Instructions for the task
Copy each line of the data exactly. Leave nothing out.

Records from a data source
┌──

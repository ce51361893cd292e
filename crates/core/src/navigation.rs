//! Next/previous navigation derived from a paged response.

use serde::Serialize;

use crate::catalog::ResponseEnvelope;

/// Which way to page.
#[derive(Debug, Clone, Copy, PartialEq, Eq, Serialize)]
#[serde(rename_all = "lowercase")]
pub enum Direction {
    Next,
    Previous,
}

/// Pagination controls. `None` means the control is disabled.
///
/// Always rebuilt from the latest envelope, never merged with a previous state.
#[derive(Debug, Clone, Default, PartialEq, Eq, Serialize)]
pub struct NavigationState {
    pub next_url: Option<String>,
    pub prev_url: Option<String>,
}

impl NavigationState {
    #[must_use]
    pub fn url(&self, direction: Direction) -> Option<&str> {
        match direction {
            Direction::Next => self.next_url.as_deref(),
            Direction::Previous => self.prev_url.as_deref(),
        }
    }

    #[must_use]
    pub fn is_enabled(&self, direction: Direction) -> bool {
        self.url(direction).is_some()
    }
}

fn cursor(value: Option<&String>) -> Option<String> {
    value.filter(|url| !url.is_empty()).cloned()
}

/// Map an envelope's `info.next`/`info.prev` cursors to navigation controls.
#[must_use]
pub fn derive_navigation(envelope: &ResponseEnvelope) -> NavigationState {
    NavigationState {
        next_url: cursor(envelope.info.next.as_ref()),
        prev_url: cursor(envelope.info.prev.as_ref()),
    }
}

#[cfg(test)]
mod tests {
    use super::*;
    use crate::catalog::PageInfo;

    fn envelope(next: Option<&str>, prev: Option<&str>) -> ResponseEnvelope {
        ResponseEnvelope {
            info: PageInfo {
                next: next.map(str::to_owned),
                prev: prev.map(str::to_owned),
                ..PageInfo::default()
            },
            records: Vec::new(),
        }
    }

    #[test]
    fn test_absent_cursors_disable_controls() {
        let nav = derive_navigation(&envelope(None, None));
        assert_eq!(nav, NavigationState::default());
        assert!(!nav.is_enabled(Direction::Next));
        assert!(!nav.is_enabled(Direction::Previous));
    }

    #[test]
    fn test_empty_cursor_is_disabled() {
        let nav = derive_navigation(&envelope(Some(""), Some("")));
        assert_eq!(nav.next_url, None);
        assert_eq!(nav.prev_url, None);
    }

    #[test]
    fn test_cursor_is_copied_verbatim() {
        let next = "https://h/object?apikey=k&keyword=a b&page=3";
        let nav = derive_navigation(&envelope(Some(next), Some("https://h/object?page=1")));
        assert_eq!(nav.url(Direction::Next), Some(next));
        assert_eq!(nav.url(Direction::Previous), Some("https://h/object?page=1"));
    }

    #[test]
    fn test_first_page_has_only_next() {
        let nav = derive_navigation(&envelope(Some("https://h/object?page=2"), None));
        assert!(nav.is_enabled(Direction::Next));
        assert!(!nav.is_enabled(Direction::Previous));
    }
}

└──

Answer area
repository ce51361893cd292e
filename crates/core/src/navigation.rs
//! Next/previous navigation derived from a paged response.

use serde::Serialize;

use crate::catalog::ResponseEnvelope;

/// Which way to page.
#[derive(Debug, Clone, Copy, PartialEq, Eq, Serialize)]
#[serde(rename_all = "lowercase")]
pub enum Direction {
    Next,
    Previous,
}

/// Pagination controls. `None` means the control is disabled.
///
/// Always rebuilt from the latest envelope, never merged with a previous state.
#[derive(Debug, Clone, Default, PartialEq, Eq, Serialize)]
pub struct NavigationState {
    pub next_url: Option<String>,
    pub prev_url: Option<String>,
}

impl NavigationState {
    #[must_use]
    pub fn url(&self, direction: Direction) -> Option<&str> {
        match direction {
            Direction::Next => self.next_url.as_deref(),
            Direction::Previous => self.prev_url.as_deref(),
        }
    }

    #[must_use]
    pub fn is_enabled(&self, direction: Direction) -> bool {
        self.url(direction).is_some()
    }
}

fn cursor(value: Option<&String>) -> Option<String> {
    value.filter(|url| !url.is_empty()).cloned()
}

/// Map an envelope's `info.next`/`info.prev` cursors to navigation controls.
#[must_use]
pub fn derive_navigation(envelope: &ResponseEnvelope) -> NavigationState {
    NavigationState {
        next_url: cursor(envelope.info.next.as_ref()),
        prev_url: cursor(envelope.info.prev.as_ref()),
    }
}

#[cfg(test)]
mod tests {
    use super::*;
    use crate::catalog::PageInfo;

    fn envelope(next: Option<&str>, prev: Option<&str>) -> ResponseEnvelope {
        ResponseEnvelope {
            info: PageInfo {
                next: next.map(str::to_owned),
                prev: prev.map(str::to_owned),
                ..PageInfo::default()
            },
            records: Vec::new(),
        }
    }

    #[test]
    fn test_absent_cursors_disable_controls() {
        let nav = derive_navigation(&envelope(None, None));
        assert_eq!(nav, NavigationState::default());
        assert!(!nav.is_enabled(Direction::Next));
        assert!(!nav.is_enabled(Direction::Previous));
    }

    #[test]
    fn test_empty_cursor_is_disabled() {
        let nav = derive_navigation(&envelope(Some(""), Some("")));
        assert_eq!(nav.next_url, None);
        assert_eq!(nav.prev_url, None);
    }

    #[test]
    fn test_cursor_is_copied_verbatim() {
        let next = "https://h/object?apikey=k&keyword=a b&page=3";
        let nav = derive_navigation(&envelope(Some(next), Some("https://h/object?page=1")));
        assert_eq!(nav.url(Direction::Next), Some(next));
        assert_eq!(nav.url(Direction::Previous), Some("https://h/object?page=1"));
    }

    #[test]
    fn test_first_page_has_only_next() {
        let nav = derive_navigation(&envelope(Some("https://h/object?page=2"), None));
        assert!(nav.is_enabled(Direction::Next));
        assert!(!nav.is_enabled(Direction::Previous));
    }
}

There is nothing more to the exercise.